> _DESCRIPTION OF THE TASK_:
Comb through the entries for "impl" and pull out each line that holds it.

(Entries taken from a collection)

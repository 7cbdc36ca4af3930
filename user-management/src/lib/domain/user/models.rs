use std::fmt;
use std::str::FromStr;

use auth::PasswordHasher;
use chrono::DateTime;
use chrono::Utc;
use secrecy::ExposeSecret;
use secrecy::SecretString;
use uuid::Uuid;

use crate::user::errors::EmailError;
use crate::user::errors::PasswordPolicyError;
use crate::user::errors::UserIdError;
use crate::user::errors::UserNameError;

/// User aggregate entity.
///
/// `password_hash` is write-only from the outside: no response type carries it.
#[derive(Debug, Clone)]
pub struct User {
    pub id: UserId,
    pub name: UserName,
    pub email: EmailAddress,
    pub password_hash: String,
    pub created_at: DateTime<Utc>,
    pub updated_at: DateTime<Utc>,
}

/// A user about to be inserted. Timestamps are assigned by the store.
#[derive(Debug, Clone)]
pub struct NewUser {
    pub id: UserId,
    pub name: UserName,
    pub email: EmailAddress,
    pub password_hash: String,
}

/// User unique identifier type
#[derive(Debug, Clone, Copy, PartialEq, Eq, Hash, PartialOrd, Ord)]
pub struct UserId(pub Uuid);

impl UserId {
    /// Generate a new random user ID.
    ///
    /// # Returns
    /// UserId with random UUID v4
    pub fn new() -> Self {
        Self(Uuid::new_v4())
    }

    /// Parse a user ID from string.
    ///
    /// # Errors
    /// * `InvalidFormat` - String is not a valid UUID
    pub fn from_string(s: &str) -> Result<Self, UserIdError> {
        Uuid::parse_str(s)
            .map(UserId)
            .map_err(|e| UserIdError::InvalidFormat(e.to_string()))
    }
}

impl Default for UserId {
    fn default() -> Self {
        Self::new()
    }
}

impl fmt::Display for UserId {
    fn fmt(&self, f: &mut fmt::Formatter<'_>) -> fmt::Result {
        self.0.fmt(f)
    }
}

/// Display name value type
///
/// Surrounding whitespace is trimmed; the rest must be 1-255 characters.
#[derive(Debug, Clone, PartialEq, Eq)]
pub struct UserName(String);

impl UserName {
    const MAX_LENGTH: usize = 255;

    /// Create a new valid display name.
    ///
    /// # Errors
    /// * `Empty` - Name is empty after trimming
    /// * `TooLong` - Name longer than 255 characters
    pub fn new(name: String) -> Result<Self, UserNameError> {
        let name = name.trim();
        let length = name.chars().count();

        if length == 0 {
            Err(UserNameError::Empty)
        } else if length > Self::MAX_LENGTH {
            Err(UserNameError::TooLong {
                max: Self::MAX_LENGTH,
                actual: length,
            })
        } else {
            Ok(Self(name.to_string()))
        }
    }

    pub fn as_str(&self) -> &str {
        &self.0
    }
}

impl fmt::Display for UserName {
    fn fmt(&self, f: &mut fmt::Formatter<'_>) -> fmt::Result {
        self.0.fmt(f)
    }
}

/// Email address type
///
/// Emails are case-insensitive: the value is trimmed and lowercased before
/// validation, so every comparison (service and store) sees one spelling.
#[derive(Debug, Clone, PartialEq, Eq)]
pub struct EmailAddress(String);

impl EmailAddress {
    const MAX_LENGTH: usize = 255;

    /// Create a new normalized and validated email address.
    ///
    /// # Errors
    /// * `InvalidFormat` - Email does not conform to RFC 5322
    /// * `TooLong` - Email longer than 255 characters
    pub fn new(email: String) -> Result<Self, EmailError> {
        let email = email.trim().to_lowercase();
        let length = email.chars().count();

        if length > Self::MAX_LENGTH {
            return Err(EmailError::TooLong {
                max: Self::MAX_LENGTH,
                actual: length,
            });
        }

        email_address::EmailAddress::from_str(&email)
            .map(|_| EmailAddress(email))
            .map_err(|e| EmailError::InvalidFormat(e.to_string()))
    }

    pub fn as_str(&self) -> &str {
        &self.0
    }
}

impl fmt::Display for EmailAddress {
    fn fmt(&self, f: &mut fmt::Formatter<'_>) -> fmt::Result {
        self.0.fmt(f)
    }
}

/// Plaintext password accepted for a new account.
///
/// Wraps a zeroize-on-drop secret whose `Debug` output is redacted, so the
/// plaintext neither outlives the request nor shows up in logs.
#[derive(Debug)]
pub struct Password(SecretString);

impl Password {
    pub const MIN_LENGTH: usize = 8;
    pub const MAX_BYTES: usize = PasswordHasher::MAX_PASSWORD_BYTES;

    /// # Errors
    /// * `TooShort` - Fewer than 8 characters
    /// * `TooLong` - More bytes than the hasher accepts
    pub fn new(password: String) -> Result<Self, PasswordPolicyError> {
        let length = password.chars().count();
        let bytes = password.len();
        let secret = SecretString::from(password);

        if length < Self::MIN_LENGTH {
            return Err(PasswordPolicyError::TooShort {
                min: Self::MIN_LENGTH,
                actual: length,
            });
        }

        if bytes > Self::MAX_BYTES {
            return Err(PasswordPolicyError::TooLong {
                max: Self::MAX_BYTES,
                actual: bytes,
            });
        }

        Ok(Self(secret))
    }

    pub fn expose(&self) -> &str {
        self.0.expose_secret()
    }
}

/// Command to create a new user with domain types
#[derive(Debug)]
pub struct CreateUserCommand {
    pub name: UserName,
    pub email: EmailAddress,
    pub password: Password,
}

impl CreateUserCommand {
    /// Construct a new create user command.
    ///
    /// # Arguments
    /// * `name` - Validated display name
    /// * `email` - Validated email address
    /// * `password` - Plain text password (hashed, then dropped, by the service)
    pub fn new(name: UserName, email: EmailAddress, password: Password) -> Self {
        Self {
            name,
            email,
            password,
        }
    }
}

/// Command to update an existing user with optional validated fields.
///
/// Only provided fields are changed. Passwords are not updatable here.
#[derive(Debug, Default)]
pub struct UpdateUserCommand {
    pub name: Option<UserName>,
    pub email: Option<EmailAddress>,
}

impl UpdateUserCommand {
    pub fn is_empty(&self) -> bool {
        self.name.is_none() && self.email.is_none()
    }
}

> _ANSWER FOR THIS EXERCISE_:
impl UserId {
impl Default for UserId {
impl fmt::Display for UserId {
impl UserName {
impl fmt::Display for UserName {
impl EmailAddress {
impl fmt::Display for EmailAddress {
impl Password {
impl CreateUserCommand {
impl UpdateUserCommand {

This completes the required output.